→ DATA TO PROCESS
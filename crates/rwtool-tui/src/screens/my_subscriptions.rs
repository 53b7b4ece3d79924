//! The signed-in user's own requests, read only.

use std::sync::Arc;

use color_eyre::eyre::Result;
use crossterm::event::KeyEvent;
use ratatui::Frame;
use ratatui::layout::{Constraint, Layout, Rect};
use ratatui::style::Style;
use ratatui::text::{Line, Span};
use ratatui::widgets::{Cell, Paragraph, Row, Table};
use throbber_widgets_tui::ThrobberState;

use rwtool_core::SubscriptionRequest;
use rwtool_core::screens::MySubscriptions;
use rwtool_core::screens::my_subscriptions::STATUS_CHOICES;

use super::{Cursor, panel, render_empty, render_footer, spawn_op};
use crate::action::Action;
use crate::component::Component;
use crate::screen::ScreenId;
use crate::theme;
use crate::widgets::{fmt, form, sub_tabs};

pub struct MySubscriptionsScreen {
    focused: bool,
    vm: Arc<MySubscriptions>,
    rows: Vec<Arc<SubscriptionRequest>>,
    cursor: Cursor,
    throbber: ThrobberState,
}

impl MySubscriptionsScreen {
    pub fn new(vm: Arc<MySubscriptions>) -> Self {
        Self {
            focused: false,
            vm,
            rows: Vec::new(),
            cursor: Cursor::default(),
            throbber: ThrobberState::default(),
        }
    }

    fn recompute(&mut self) {
        self.rows = self.vm.visible();
        self.cursor.clamp(self.rows.len());
    }
}

impl Component for MySubscriptionsScreen {
    fn handle_key_event(&mut self, key: KeyEvent) -> Result<Option<Action>> {
        self.cursor.handle_key(key, self.rows.len());
        Ok(None)
    }

    fn update(&mut self, action: &Action) -> Result<Option<Action>> {
        match action {
            Action::DataChanged(ScreenId::MySubscriptions) => self.recompute(),
            Action::Refresh => {
                let vm = Arc::clone(&self.vm);
                spawn_op("load my requests", async move { vm.load().await });
            }
            Action::SearchInput(query) => {
                self.vm.filter().set_search(query.clone());
                self.recompute();
            }
            Action::CloseSearch => {
                self.vm.filter().set_search("");
                self.recompute();
            }
            Action::CycleFilter => {
                self.vm.filter().cycle_status(&STATUS_CHOICES);
                self.recompute();
            }
            Action::Tick => self.throbber.calc_next(),
            _ => {}
        }
        Ok(None)
    }

    fn render(&self, frame: &mut Frame, area: Rect) {
        let total = self.vm.requests().items().len();
        let title = format!(
            " My Subscriptions ({}/{total}) · {} ",
            self.rows.len(),
            self.vm.session().email
        );
        let block = panel(title, self.focused);
        let inner = block.inner(area);
        frame.render_widget(block, area);

        let layout = Layout::vertical([
            Constraint::Length(1),
            Constraint::Min(1),
            Constraint::Length(1),
            Constraint::Length(1),
        ])
        .split(inner);

        let filter = self.vm.filter().get();
        frame.render_widget(
            Paragraph::new(sub_tabs::status_tabs(&STATUS_CHOICES, &filter.status)),
            layout[0],
        );

        if self.rows.is_empty() {
            render_empty(frame, layout[1], "You have not requested any domains yet");
        } else {
            let header = Row::new(["Domain", "Reason", "Status", "Requested", "Reviewed"])
                .style(theme::table_header());
            let rows = self.rows.iter().map(|r| {
                let status = r.status.as_str().to_owned();
                Row::new([
                    Cell::from(r.domain_name.clone()).style(Style::default().fg(theme::CORAL)),
                    Cell::from(fmt::clip(fmt::or_dash(&r.request_reason), 48)),
                    Cell::from(status.clone()).style(Style::default().fg(theme::status_color(&status))),
                    Cell::from(fmt::date(r.requested)),
                    Cell::from(fmt::date(r.reviewed)),
                ])
                .style(theme::table_row())
            });
            let widths = [
                Constraint::Fill(1),
                Constraint::Fill(2),
                Constraint::Length(9),
                Constraint::Length(16),
                Constraint::Length(16),
            ];
            let table = Table::new(rows, widths)
                .header(header)
                .row_highlight_style(theme::table_selected())
                .highlight_symbol("▸");
            frame.render_stateful_widget(table, layout[1], &mut self.cursor.state());
        }

        if let Some(reason) = self
            .rows
            .get(self.cursor.index())
            .and_then(|r| r.rejection_reason.as_deref())
        {
            let line = Line::from(vec![
                Span::styled("  Rejected: ", theme::key_hint()),
                Span::styled(reason.to_owned(), Style::default().fg(theme::ERROR_RED)),
            ]);
            frame.render_widget(Paragraph::new(line), layout[2]);
        }

        let state = self.vm.requests().state();
        render_footer(
            frame,
            layout[3],
            &self.throbber,
            state.is_loading,
            state.last_error.as_deref(),
            form::hints(&[("f", "filter"), ("/", "search"), ("r", "refresh")]),
        );
    }

    fn set_focused(&mut self, focused: bool) {
        self.focused = focused;
    }

    fn id(&self) -> &'static str {
        "My Subscriptions"
    }
}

→ EXERCISE DESCRIPTION
Identify the lines of the data that contain the word "focused". Copy each of them.

→ EXERCISE OUTPUT
    focused: bool,
            focused: false,
        let block = panel(title, self.focused);
    fn set_focused(&mut self, focused: bool) {
        self.focused = focused;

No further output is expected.